Der Gestaltungswille des Künstlers sucht stets die organische Gestalt, die lebendige Form, die der Sphäre des biologischen Lebens angehört. Sein Formfindungsprozess steht dabei bestimmten Strategien des Surrealismus nahe, in denen eine von der äußeren Natur vorgegebene Gestalt zum Anlass einer Produktion von inneren Bildern wird. Allenthalben entdeckt er in seinen ausgewählten Fundstücken animalische Formen und Physiognomien, eine biomorphe Welt poetischer Art, in der sich Innen- und

Außenwelt zu durchdringen scheinen.

Die hohe Sensibilität des Künstlers gegenüber den Gestaltungen der Natur steht in einem direkten Zusammenhang mit einem anderen für ihn überaus wichtigen Tätigkeitsfeld.
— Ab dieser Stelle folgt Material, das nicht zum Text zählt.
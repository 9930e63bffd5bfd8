//! Error types for the calculator engine.
//!
//! Every failure the engine can produce is one of three recoverable kinds:
//! validation problems (bad operand input or a domain violation of a specific
//! operation), operation problems (structural misuse or an I/O fault during
//! save/load), and unknown-operation lookups in the factory. Nothing here is
//! fatal to the process; the embedding layer is expected to catch and report.

use thiserror::Error;

/// Convenience alias used throughout the crate.
pub type CalcResult<T> = Result<T, CalcError>;

/// Errors raised by operations, the history engine, and persistence.
#[derive(Debug, Error)]
pub enum CalcError {
    /// Malformed operand input or a domain violation of a specific operation
    /// (division by zero, negative root, ...). Always recoverable by
    /// re-prompting; engine state is never mutated when this is raised.
    #[error("{0}")]
    Validation(String),

    /// Structural misuse (no operation bound) or an I/O / serialization
    /// failure during save or load. Engine state is unchanged on failure.
    #[error("{message}")]
    Operation {
        message: String,
        #[source]
        source: Option<Box<dyn std::error::Error + Send + Sync>>,
    },

    /// Requested operation name is not registered with the factory.
    #[error("Unknown operation: {0}")]
    UnknownOperation(String),
}

impl CalcError {
    /// Build a validation error from any message.
    pub fn validation(message: impl Into<String>) -> Self {
        CalcError::Validation(message.into())
    }

    /// Build an operation error with no underlying cause.
    pub fn operation(message: impl Into<String>) -> Self {
        CalcError::Operation {
            message: message.into(),
            source: None,
        }
    }

    /// Build an operation error wrapping the fault that caused it.
    pub fn operation_with(
        message: impl Into<String>,
        source: impl std::error::Error + Send + Sync + 'static,
    ) -> Self {
        CalcError::Operation {
            message: message.into(),
            source: Some(Box::new(source)),
        }
    }

    /// True when this is the validation kind.
    pub fn is_validation(&self) -> bool {
        matches!(self, CalcError::Validation(_))
    }
}

#[cfg(test)]
mod tests {
    use super::*;

    #[test]
    fn test_display_messages() {
        let err = CalcError::validation("Division by zero is not allowed");
        assert_eq!(err.to_string(), "Division by zero is not allowed");

        let err = CalcError::operation("No operation set");
        assert_eq!(err.to_string(), "No operation set");

        let err = CalcError::UnknownOperation("invalid_op".to_string());
        assert_eq!(err.to_string(), "Unknown operation: invalid_op");
    }

    #[test]
    fn test_operation_error_preserves_source() {
        let io = std::io::Error::new(std::io::ErrorKind::PermissionDenied, "denied");
        let err = CalcError::operation_with("Failed to save history", io);
        assert_eq!(err.to_string(), "Failed to save history");
        assert!(std::error::Error::source(&err).is_some());
    }
}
Über  zwei Jahrzehnte arbeitete Sergej Winter als Ornithologe in Russland. In ausgedehnten wissenschaftlichen Forschungsprojekten beschäftigte er sich dabei insbesondere mit der Beobachtung von Kranichen, aber auch von anderen Vögeln.

Die hier erforderliche Fähigkeit zu differenzierter Beobachtung und zur gewaltlosen Einfühlung in bestehende Naturzusammenhänge setzt sich unter den veränderten Bedingungen der künstlerischen Aktivität in seinen Holzarbeiten sichtbar fort. Dabei scheint nicht zuletzt der fragile Charakter der Vögel selbst beispielgebend für die hier oft sich durchsetzende Auffassung von plastischer Form zu sein. Vor dem biographischen Hintergrund des inzwischen in Deutschland lebenden Künstlers erscheinen seine Holzobjekte wie Zeichen einer mimetischen Praxis, die der Natur nachfolgt, sich in ihre Geheimnisse vertieft, ohne sie gewaltsam zu bearbeiten oder sie in ihr fremde Formen zu pressen. Der dem Geist der Romantik nahestehende Künstler besetzt hiermit eine gerade in der Gegenwart wichtige Position, die eine Versöhnung zwischen Natur und Geist als möglich demonstriert.